Over the course of the main experiment, the participants were asked to assemble different Lego constructions, each containing eight bricks. All constructions consisted of three kinds of bricks: blue 2 × 4 bricks, yellow 2 × 4 bricks, and black 2 × 4 bricks. Every kind of brick was located in a specific storage box. The task of assembling the Lego models was then performed per participant in an on–off design. In the first condition, the Assistive System supported the participant. Here, the instructions were displayed step-by-step on the screen. The necessary tracking of the work steps was semi-automatic via the depth-camera system and the researcher, who could correct the system’s decisions. In addition, the robot offered different assistances as needed. In the second condition, the Assistive System was turned off, and no external help was offered. Only the current step was displayed via pictorial prompts on a tablet. The participants themselves could decide when to switch to the next step by swiping on the display. Participants who were unable to use the tablet could say “next”, and the researcher would take over the swiping. This condition served as the baseline. During the complete execution of the study, the researcher responded to follow-up questions from the participant and re-explained things as needed. Moreover, the researcher helped to detach bricks when requested by the participants. This was offered both during the rounds with the CARAS and during the rounds without the CARAS. No questions were answered, and no hints were given about which brick to grab or the correct position.

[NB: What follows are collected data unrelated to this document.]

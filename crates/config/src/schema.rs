//! Config schema types.

use std::time::Duration;

use serde::{Deserialize, Serialize};

/// Root configuration.
#[derive(Debug, Clone, Default, PartialEq, Serialize, Deserialize)]
#[serde(default)]
pub struct HeraldConfig {
    pub robot: RobotConfig,
    pub logging: LoggingConfig,
    pub brain: BrainConfig,
}

/// Identity of the robot.
#[derive(Debug, Clone, PartialEq, Serialize, Deserialize)]
#[serde(default)]
pub struct RobotConfig {
    /// Name the robot answers to in `respond` listeners.
    pub name: String,
    /// Second name, e.g. a short prefix like `/`.
    #[serde(skip_serializing_if = "Option::is_none")]
    pub alias: Option<String>,
    /// Workspace or team the robot belongs to, passed to adapters.
    #[serde(skip_serializing_if = "Option::is_none")]
    pub team_id: Option<String>,
}

impl Default for RobotConfig {
    fn default() -> Self {
        Self {
            name: "herald".into(),
            alias: None,
            team_id: None,
        }
    }
}

#[derive(Debug, Clone, PartialEq, Serialize, Deserialize)]
#[serde(default)]
pub struct LoggingConfig {
    /// Default filter directive (`error`, `warn`, `info`, `debug`, `trace`).
    /// `RUST_LOG` takes precedence when set.
    pub level: String,
    /// Emit JSON lines instead of human-readable output.
    pub json: bool,
}

impl Default for LoggingConfig {
    fn default() -> Self {
        Self {
            level: "info".into(),
            json: false,
        }
    }
}

#[derive(Debug, Clone, PartialEq, Serialize, Deserialize)]
#[serde(default)]
pub struct BrainConfig {
    pub auto_save: bool,
    pub save_interval_secs: u64,
}

impl Default for BrainConfig {
    fn default() -> Self {
        Self {
            auto_save: true,
            save_interval_secs: 5,
        }
    }
}

impl BrainConfig {
    pub fn save_interval(&self) -> Duration {
        Duration::from_secs(self.save_interval_secs)
    }
}

#[allow(clippy::unwrap_used, clippy::expect_used)]
#[cfg(test)]
mod tests {
    use super::*;

    #[test]
    fn empty_document_gives_defaults() {
        let cfg: HeraldConfig = toml::from_str("").unwrap();
        assert_eq!(cfg, HeraldConfig::default());
        assert_eq!(cfg.robot.name, "herald");
        assert_eq!(cfg.brain.save_interval(), Duration::from_secs(5));
    }

    #[test]
    fn partial_sections_keep_other_defaults() {
        let cfg: HeraldConfig = toml::from_str(
            r#"
            [robot]
            alias = "/"

            [logging]
            json = true
            "#,
        )
        .unwrap();
        assert_eq!(cfg.robot.name, "herald");
        assert_eq!(cfg.robot.alias.as_deref(), Some("/"));
        assert!(cfg.logging.json);
        assert_eq!(cfg.logging.level, "info");
        assert!(cfg.brain.auto_save);
    }

    #[test]
    fn serializes_without_unset_options() {
        let out = toml::to_string(&HeraldConfig::default()).unwrap();
        assert!(out.contains("name = \"herald\""));
        assert!(!out.contains("alias"));
    }
}
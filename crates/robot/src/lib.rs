//! Listener dispatch and middleware engine.
//!
//! Inbound messages pass through receive middleware, then each registered
//! listener in order; a matching listener runs its own listener middleware
//! before its callback. Replies made through a [`Response`] pass through
//! response middleware before reaching the [`Adapter`]. Messages no listener
//! handled get one more pass as [`Message::CatchAll`].

pub mod adapter;
pub mod brain;
pub mod context;
pub mod error;
pub mod listener;
pub mod message;
pub mod pipeline;
pub mod response;
pub mod robot;
pub mod user;

pub use {
    adapter::{Adapter, Envelope, NullAdapter, SendCallback},
    brain::{Brain, BrainData, BrainEvent},
    context::{ListenerContext, Method, ReceiveContext, ResponseContext},
    error::{Error, Result},
    listener::{
        AsyncHandlerFn, Handler, HandlerFn, Listener, ListenerBuilder, ListenerOptions, Match,
        Matcher, TextMatcher, async_handler_fn, handler_fn,
    },
    message::{CatchAllMessage, GenericMessage, Message, TextMessage},
    pipeline::{Execution, FnMiddleware, Middleware, Next, Pipeline, UnwindStack, from_fn},
    response::{Delivery, Response},
    robot::{ErrorObserver, Robot, RobotBuilder, respond_pattern},
    user::User,
};
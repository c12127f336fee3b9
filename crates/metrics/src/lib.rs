//! Metrics for herald.
//!
//! This crate provides metric names and a recorder built on the `metrics` crate
//! facade. Crates record through the re-exported macros behind their own
//! `metrics` feature; without a recorder installed every call is a no-op.
//!
//! # Usage
//!
//! ```rust,ignore
//! use herald_metrics::{counter, dispatch, labels};
//!
//! counter!(dispatch::MESSAGES_RECEIVED_TOTAL, labels::KIND => "text").increment(1);
//! ```
//!
//! # Features
//!
//! - `prometheus`: install a Prometheus recorder and render its text format

mod definitions;
mod recorder;

pub use {
    definitions::*,
    recorder::{MetricsHandle, MetricsRecorderConfig, init_metrics},
};

// Re-export metrics macros for convenience
pub use metrics::{counter, gauge, histogram};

In both conditions, the participant assembled the same Lego model until an assembly was successfully conducted two times in succession without any external help by the manipulator, or mistakes. Then, the next Lego model was considered. Altogether, the participants had 40 min. Each condition was executed for 10 min, and the conditions alternated. Thus, altogether, each condition was performed twice. As soon as the condition changed, the Lego model was built from the beginning, and because the first bricks were the most difficult, equal starting conditions prevailed between the conditions. All participants performed the conditions in the same order. In the first and third round, the CARAS offered assistance, and in the second and fourth round, the tablet was the only support. This design decision was made because participants expressed a desire to work with the robot first, partly out of joyful excitement. With the special group of people under consideration, it is often unavoidable to include the participants’ wishes in the study planning to not compromise their participation.
Figure 9 depicts the timeline of the experiment.
3.2.5. Evaluation
During the experimental part in which the CARAS assisted the participants, the elapsed times, number and type of assistances, as well as the number of bricks placed were automatically logged using the system. In the part of the experiment in which the CARAS was switched off, the researcher logged the elapsed times and number of bricks manually. Throughout the study, RGB video recordings were made using two cameras. One camera recorded the participant frontally, and one camera was mounted top-down. This video data were used during the subsequent study evaluation to verify the logged data.
Figure 10 shows the successful interpretation of an assistance, as seen in the top-down mounted camera.
The generated data of Participant 4 will not be evaluated together with the data of the other participants but will be considered in an extra part of the results. Participant 4 could not, due to severe motoric disabilities, participate in the described study procedure. At the same time, participant 4 was the only participant without mental disabilities and therefore did not need mental hints but only motoric support. For these reasons, the study procedure was changed in such a way that the robot placed the brick in the correct position, and participant 4 hit on top of the brick to fixate it to the work area. The participant did not conduct the second part of the study, where the CARAS was turned off, since the participant was not able to carry out the needed movements.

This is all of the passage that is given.